Background: Fibrin monomer (FM) and its complex (sFC) exist at high concentrations in hypercoagulable state blood. Two novel immunoassays for sFC (SF and FMC) using specific monoclonal antibodies (IF-43 and F405) were recently developed.
Methods: We measured the concentrations of thrombotic markers in 103 patients with DIC and thrombotic disorders.

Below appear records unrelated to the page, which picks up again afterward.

//! Error taxonomy shared by every casket operation.
//!
//! Errors carry the operation name and the path involved so callers can log
//! them without extra context. Nothing in this crate retries.

use std::io;
use std::path::{Path, PathBuf};

use thiserror::Error;

/// Errors returned by digesting, path derivation, archives and fetching.
#[derive(Debug, Error)]
pub enum CasketError {
    #[error("{op} failed on {}: {source}", path.display())]
    Io {
        op: &'static str,
        path: PathBuf,
        #[source]
        source: io::Error,
    },

    #[error("invalid digest {0:?}")]
    InvalidDigest(String),

    #[error("invalid {part} {value:?} in storage key")]
    InvalidKeyPart { part: &'static str, value: String },

    #[error("archive entry {entry:?} escapes destination {}", destination.display())]
    PathTraversal { entry: String, destination: PathBuf },

    #[error("unsupported format for {}: {message}", path.display())]
    UnsupportedFormat { path: PathBuf, message: String },

    #[error("request to {url} failed: {message}")]
    Http { url: String, message: String },

    #[error("request to {url} returned status {status}")]
    HttpStatus { url: String, status: u16 },

    #[error("store is in read-only mode")]
    ReadOnly,
}

impl CasketError {
    pub(crate) fn io(op: &'static str, path: impl AsRef<Path>, source: io::Error) -> Self {
        Self::Io {
            op,
            path: path.as_ref().to_path_buf(),
            source,
        }
    }

    pub(crate) fn zip(path: impl AsRef<Path>, err: zip::result::ZipError) -> Self {
        match err {
            zip::result::ZipError::Io(source) => Self::io("zip", path, source),
            other => Self::UnsupportedFormat {
                path: path.as_ref().to_path_buf(),
                message: other.to_string(),
            },
        }
    }

    pub(crate) fn http(url: &str, err: reqwest::Error) -> Self {
        Self::Http {
            url: url.to_string(),
            message: err.to_string(),
        }
    }

    /// True when the error is a rejected archive entry.
    pub fn is_path_traversal(&self) -> bool {
        matches!(self, Self::PathTraversal { .. })
    }
}

pub type Result<T, E = CasketError> = std::result::Result<T, E>;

Results: We found that the concentration of FMC was approximately 3.35-fold greater than that of SF. In patients with a high FMC/SF ratio, FDP and D dimer concentrations were increased, suggesting that the discrepancy in sFC concentrations was caused by fibrinolytic activity. Further, plasma samples from those patients were found to contain the X- and Y-fragments of FM in addition to FM and sFC in a Western blotting assay using F405, which binds with those fragments. In an in vitro study, FM formed from pooled plasma containing EDTA was degraded to the X- and Y-fragments of FM by fibrinolytic activity, and we termed those FM degradation products (FMDP).
Conclusion: Determination of FMDP is important for diagnosis of thrombogenic conditions associated with fibrinolysis, such as in patients with DIC, and it may serve as a useful marker for hypercoagulable states with accelerated fibrinolysis.